Does Rhodiola Increase Testosterone? What Evidence Says

Rhodiola rosea does not appear to increase testosterone in humans based on current clinical evidence. The one controlled trial that directly measured testosterone in men taking rhodiola found no significant change after four weeks of supplementation at 600 mg per day. That said, some lab research on isolated cells hints at mechanisms that could theoretically support testosterone production, which is likely why the claim persists online. Here’s what the evidence actually shows.

What the Human Evidence Says

The most relevant study gave 26 healthy young men either 600 mg of standardized rhodiola extract or a placebo daily for four weeks. Researchers measured plasma testosterone before and after the supplementation period. The rhodiola group started at an average of 24.7 nmol/L and ended at 26.5 nmol/L, while the placebo group held steady at around 21.6 nmol/L. That small uptick in the rhodiola group was not statistically significant, meaning it fell within the range of normal fluctuation.

The same study also measured cortisol and growth hormone. Neither changed. A systematic review published in Advances in Nutrition, which examined herbal supplements and testosterone in men, confirmed the finding: rhodiola did not significantly increase testosterone concentrations compared to placebo.

No other published human trial has measured testosterone as an outcome of rhodiola supplementation, so the evidence base is thin. But what exists points clearly toward no effect.

Why the Claim Keeps Circulating

Much of the hype traces back to cell-based research. One study published in Frontiers in Chemistry looked at salidroside, one of the active compounds in rhodiola, and its effects on mouse Leydig cells (the cells in the testes responsible for producing testosterone). When those cells were damaged with hydrogen peroxide to simulate oxidative stress, salidroside reduced markers of that damage and increased testosterone output in a dose-dependent manner.

The researchers identified several mechanisms at play. Salidroside appeared to boost the activity of an enzyme involved in converting a precursor hormone into testosterone, while simultaneously lowering the activity of another enzyme that breaks testosterone down into inactive metabolites. It also protected the cells from oxidative damage by increasing antioxidant defenses and reducing harmful reactive oxygen species.

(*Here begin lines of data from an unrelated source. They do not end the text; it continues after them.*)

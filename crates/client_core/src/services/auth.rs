use std::sync::Arc;

use chrono::Utc;
use shared::protocol::{LoginRequest, LoginResponse};
use tracing::{info, warn};

use crate::{
    api::{ApiClient, API_PREFIX},
    error::{ClientError, ClientResult},
    session::{Session, SessionStore},
};

#[derive(Clone)]
pub struct AuthService {
    api: Arc<ApiClient>,
    store: Arc<dyn SessionStore>,
}

impl AuthService {
    pub fn new(api: Arc<ApiClient>, store: Arc<dyn SessionStore>) -> Self {
        Self { api, store }
    }

    pub async fn login(&self, email: &str, password: &str) -> ClientResult<Session> {
        let email = email.trim();
        if email.is_empty() || password.is_empty() {
            return Err(ClientError::Validation(
                "email and password are required".into(),
            ));
        }

        let response: LoginResponse = self
            .api
            .post_json(
                &format!("{API_PREFIX}/auth/login"),
                &LoginRequest {
                    email: email.to_string(),
                    password: password.to_string(),
                },
            )
            .await?;

        let session = Session::new(response.token, response.user);
        self.api.set_token(Some(session.token.clone())).await;
        self.store.save(&session).await?;
        info!(
            user_id = session.user.id.0,
            role = ?session.role(),
            "signed in"
        );
        Ok(session)
    }

    pub async fn logout(&self) -> ClientResult<()> {
        self.api.set_token(None).await;
        self.store.clear().await?;
        info!("signed out");
        Ok(())
    }

    /// Forgets a session the backend refused. The token is dropped from the
    /// HTTP client and the persisted copy is removed, so the next start does
    /// not reinstall it.
    pub async fn invalidate(&self) -> ClientResult<()> {
        self.api.set_token(None).await;
        self.store.clear().await?;
        warn!("session rejected by backend; cleared");
        Ok(())
    }

    /// Installs the persisted session's token, if any. An expired session is
    /// removed and reported as [`ClientError::SessionExpired`].
    pub async fn restore(&self) -> ClientResult<Option<Session>> {
        let Some(session) = self.store.load().await? else {
            return Ok(None);
        };
        if session.is_expired(Utc::now()) {
            return Err(self.discard_expired(&session).await);
        }
        self.api.set_token(Some(session.token.clone())).await;
        info!(user_id = session.user.id.0, "restored session");
        Ok(Some(session))
    }

    pub async fn current_session(&self) -> ClientResult<Session> {
        let session = self
            .store
            .load()
            .await?
            .ok_or(ClientError::NotAuthenticated)?;
        if session.is_expired(Utc::now()) {
            return Err(self.discard_expired(&session).await);
        }
        Ok(session)
    }

    async fn discard_expired(&self, session: &Session) -> ClientError {
        warn!(user_id = session.user.id.0, "persisted session expired");
        self.api.set_token(None).await;
        match self.store.clear().await {
            Ok(()) => ClientError::SessionExpired,
            Err(err) => err,
        }
    }
}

This is interesting biology, but it describes what happens in isolated cells bathed in a concentrated compound under artificial stress conditions. That scenario is far removed from swallowing a capsule and expecting your blood testosterone to rise. Compounds that look promising in cell studies fail to translate to measurable changes in the human body more often than not, and rhodiola’s testosterone story fits that pattern so far.

What Rhodiola Actually Does Well

While the testosterone evidence is weak, rhodiola does have legitimate benefits backed by human trials. The same study that found no hormonal changes did find that rhodiola improved reaction time and mental performance in young men. Participants responded faster and more accurately on psychomotor tests after four weeks of supplementation.

Rhodiola also raised total antioxidant capacity in the blood, suggesting it helps the body handle oxidative stress. Multiple clinical trials have shown benefits for fatigue, stress resilience, and mood. It’s classified as an adaptogen, a category of herbs that help the body cope with physical and mental stressors, and the evidence for that role is considerably stronger than anything related to testosterone.

How Rhodiola Compares to Ashwagandha

If you’re comparing adaptogens for testosterone specifically, ashwagandha has a much stronger track record. Several controlled trials have shown that ashwagandha supplementation can increase testosterone levels in men, with effects appearing over eight to twelve weeks. The same systematic review that found no testosterone effect from rhodiola identified ashwagandha as one of the herbs with more supportive evidence for raising testosterone concentrations.

Rhodiola and ashwagandha overlap in their stress-reducing and fatigue-fighting properties, but they diverge on hormonal outcomes. If testosterone is the specific goal, the research favors ashwagandha over rhodiola by a wide margin.

Side Effects and Safety

Rhodiola is considered possibly safe for up to 12 weeks, according to the National Institutes of Health. Reported side effects are mild: dizziness, headache, insomnia, and changes in saliva production (either dry mouth or excess saliva). There are no documented adverse effects on the endocrine system or hormone balance in humans.

One known drug interaction exists with losartan, a blood pressure medication. Beyond that, safety data is limited for long-term use and for use during pregnancy or breastfeeding. If you take other medications, it’s worth checking for potential interactions before adding rhodiola to your routine.

The Bottom Line on Rhodiola and Testosterone

Rhodiola is a useful supplement for mental performance, stress resilience, and antioxidant support. It is not, based on current human evidence, a testosterone booster. The only clinical trial to test this directly found no significant effect at 600 mg per day over four weeks. Lab studies on isolated cells show some biological plausibility, but that hasn’t translated into real-world hormonal changes. If raising testosterone is your primary goal, rhodiola is not the adaptogen to reach for.